All capitalized terms used in this Amendment and not otherwise defined have the meanings ascribed to such terms in the Transaction Statement, including the Proxy Statement attached as exhibit (a)-(1) to the Transaction Statement.
Item 5 | Past Contracts, Transactions, Negotiations and Agreements |
Item 5 is hereby amended and supplemented by adding the following:
On December 4, 2023, Parent, Merger Sub, the Bain Shareholders, ESOP Holdco (collectively, the “Bain Parties”) and the Company entered into a Settlement Deed (the “Settlement Deed”) with Mr. Jing Ju (“Mr. Ju”) and Abiding Joy Limited, a special purpose vehicle beneficially owned by Mr. Ju (“Abiding Joy,” and together with Mr. Ju, the “Ju Parties”), in connection with certain disputes between the Bain Parties and the Company, on the one hand, and the Ju Parties, on the other hand, regarding certain events disclosed in the Company’s current reports on Form 6-K filed with the SEC on December 13, 2022, January 11, 2022 and December 3, 2021 (the “Relevant Events”). In connection with the parties’ entry into the Settlement Deed, the Company and the Ju Parties also entered into a Deed of Undertaking (the “Deed of Undertaking”) on the same day. As of December 4, 2023, the Ju Parties were beneficial owners of 30,936,639 Class A Shares and 111,000 ADSs (collectively representing approximately 4.25% of the 733,200,606 issued and outstanding Shares as of December 4, 2023). The Class A Shares and ADSs beneficially owned by the Ju Parties will be cancelled at the Effective Time in exchange for the right to receive the Per Share Merger Consideration or Per ADS Merger Consideration, as applicable, pursuant to the terms and conditions of the Merger Agreement.
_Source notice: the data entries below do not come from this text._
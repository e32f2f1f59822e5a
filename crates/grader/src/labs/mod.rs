mod lab1;

use grader_core::{ColorMode, TestSuite};
use regex::Regex;

/// Test suite for lab `number`, if one exists.
pub fn suite(number: u32, color: ColorMode) -> Option<TestSuite> {
    match number {
        1 => Some(lab1::suite(color)),
        _ => None,
    }
}

/// Extracts `N` from a name starting with `labN`, such as a branch name.
pub fn parse_lab(name: &str) -> Option<u32> {
    let pattern = Regex::new(r"^lab(\d+)").ok()?;
    pattern.captures(name.trim())?.get(1)?.as_str().parse().ok()
}

#[cfg(test)]
mod tests {
    use super::*;

    #[test]
    fn parses_lab_prefixes() {
        assert_eq!(parse_lab("lab1"), Some(1));
        assert_eq!(parse_lab("lab12-timer"), Some(12));
        assert_eq!(parse_lab("lab3\n"), Some(3));
        assert_eq!(parse_lab("main"), None);
        assert_eq!(parse_lab("feature/lab2"), None);
        assert_eq!(parse_lab("lab"), None);
    }

    #[test]
    fn only_known_labs_have_suites() {
        assert!(suite(1, ColorMode::Never).is_some());
        assert!(suite(2, ColorMode::Never).is_none());
    }
}
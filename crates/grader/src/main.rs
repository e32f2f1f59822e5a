mod labs;

use std::path::{Path, PathBuf};
use std::process::ExitCode;

use anyhow::{bail, Context, Result};
use clap::Parser;
use grader_core::report::write_results;
use grader_core::{ColorMode, GraderConfig, Runner, Scoreboard};
use tracing::{debug, Level};

#[derive(Parser, Debug)]
#[command(name = "grader", about = "Grades kernel labs by booting them under QEMU and GDB")]
struct Cli {
    /// Log every debugger command, record and run phase
    #[arg(short, long)]
    verbose: bool,

    /// Color OK/FAIL markers: auto, always or never
    #[arg(long, default_value = "auto")]
    color: ColorMode,

    /// Write per-test grades to this JSON file
    #[arg(long)]
    results: Option<PathBuf>,

    /// Kernel source tree to run `make` in
    #[arg(long)]
    test_dir: Option<PathBuf>,

    /// Lab to grade, e.g. `lab1`; defaults to CI_COMMIT_BRANCH or the git branch
    #[arg(long)]
    lab: Option<String>,

    /// Only run tests whose title contains one of these (case-insensitive)
    filters: Vec<String>,
}

impl Cli {
    fn config(&self) -> GraderConfig {
        let mut config = GraderConfig::from_env();
        if let Some(dir) = &self.test_dir {
            config.test_dir = dir.clone();
        }
        config.color = self.color;
        config.results_path = self.results.clone();
        config
    }
}

#[tokio::main(flavor = "current_thread")]
async fn main() -> Result<ExitCode> {
    let cli = Cli::parse();

    tracing_subscriber::fmt()
        .with_writer(std::io::stderr)
        .with_max_level(if cli.verbose { Level::DEBUG } else { Level::WARN })
        .init();

    let config = cli.config();
    let Some(lab) = select_lab(cli.lab.as_deref(), &config.test_dir) else {
        println!("Could not determine lab number.");
        return Ok(ExitCode::FAILURE);
    };

    let runner = Runner::new(config.clone());
    let mut board = Scoreboard::default();
    for number in 1..=lab {
        println!("Running tests for lab{number}");
        let Some(suite) = labs::suite(number, config.color) else {
            println!("Could not find tests for lab{number}");
            continue;
        };
        board.absorb(suite.run(&runner, &cli.filters).await);
        if let Some(reason) = &board.aborted {
            println!("An error occurred while running tests for lab{number}: {reason}");
            break;
        }
    }

    if cli.filters.is_empty() {
        if let Some(path) = &config.results_path {
            if let Err(e) = write_results(path, &board.grades).await {
                println!("Provided a bad results path. Error: {e}");
            }
        }
    }

    println!("Total Score: {}/{}", board.total, board.possible);
    Ok(if board.passed() {
        ExitCode::SUCCESS
    } else {
        ExitCode::FAILURE
    })
}

/// Lab number from `--lab`, then `CI_COMMIT_BRANCH`, then the checked out branch.
fn select_lab(flag: Option<&str>, repo: &Path) -> Option<u32> {
    if let Some(lab) = flag.and_then(labs::parse_lab) {
        return Some(lab);
    }
    if let Some(lab) = std::env::var("CI_COMMIT_BRANCH")
        .ok()
        .as_deref()
        .and_then(labs::parse_lab)
    {
        return Some(lab);
    }
    match current_branch(repo) {
        Ok(branch) => labs::parse_lab(&branch),
        Err(e) => {
            debug!("no branch to pick a lab from: {e:#}");
            None
        }
    }
}

fn current_branch(repo: &Path) -> Result<String> {
    let output = std::process::Command::new("git")
        .args(["rev-parse", "--abbrev-ref", "HEAD"])
        .current_dir(repo)
        .output()
        .context("failed to run git")?;
    if !output.status.success() {
        bail!("git rev-parse exited with {}", output.status);
    }
    Ok(String::from_utf8_lossy(&output.stdout).trim().to_string())
}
Pursuant to the Settlement Deed, during the period (the “Forbearance Period”) from December 4, 2023 to the earliest of (a) the Closing Date, (b) the filing date when the Company announces that the Merger has been terminated (subject to certain conditions as specified in the Settlement Deed), or (c) the End Date as defined in the Merger Agreement (subject to certain conditions as specified in the Settlement Deed) (each of the events set forth in (b) and (c), a “Trigger Event”), each of the Bain Parties and the Company, on the one hand, and the Ju Parties, on the other hand, agrees not to (and will each procure their affiliates not to) commence, prosecute, or voluntarily aid any claims against the other parties or their affiliates arising out of, among other things, (i) the Ju Parties’ previous affiliation with the Company or its affiliates in any official capacity, including as a shareholder, director or officer, (ii) the Ju Parties’ prior material breaches in connection with the Relevant Events, and (iii) certain actions taken by the parties in connection with the Relevant Events (such claims, collectively, the “Relevant Claims”). Following the expiration of the Forbearance Period, each of the Bain Parties, the Company and the Ju Parties will irrevocably and unconditionally waive all Relevant Claims against the other parties and release the other parties from all Relevant Claims.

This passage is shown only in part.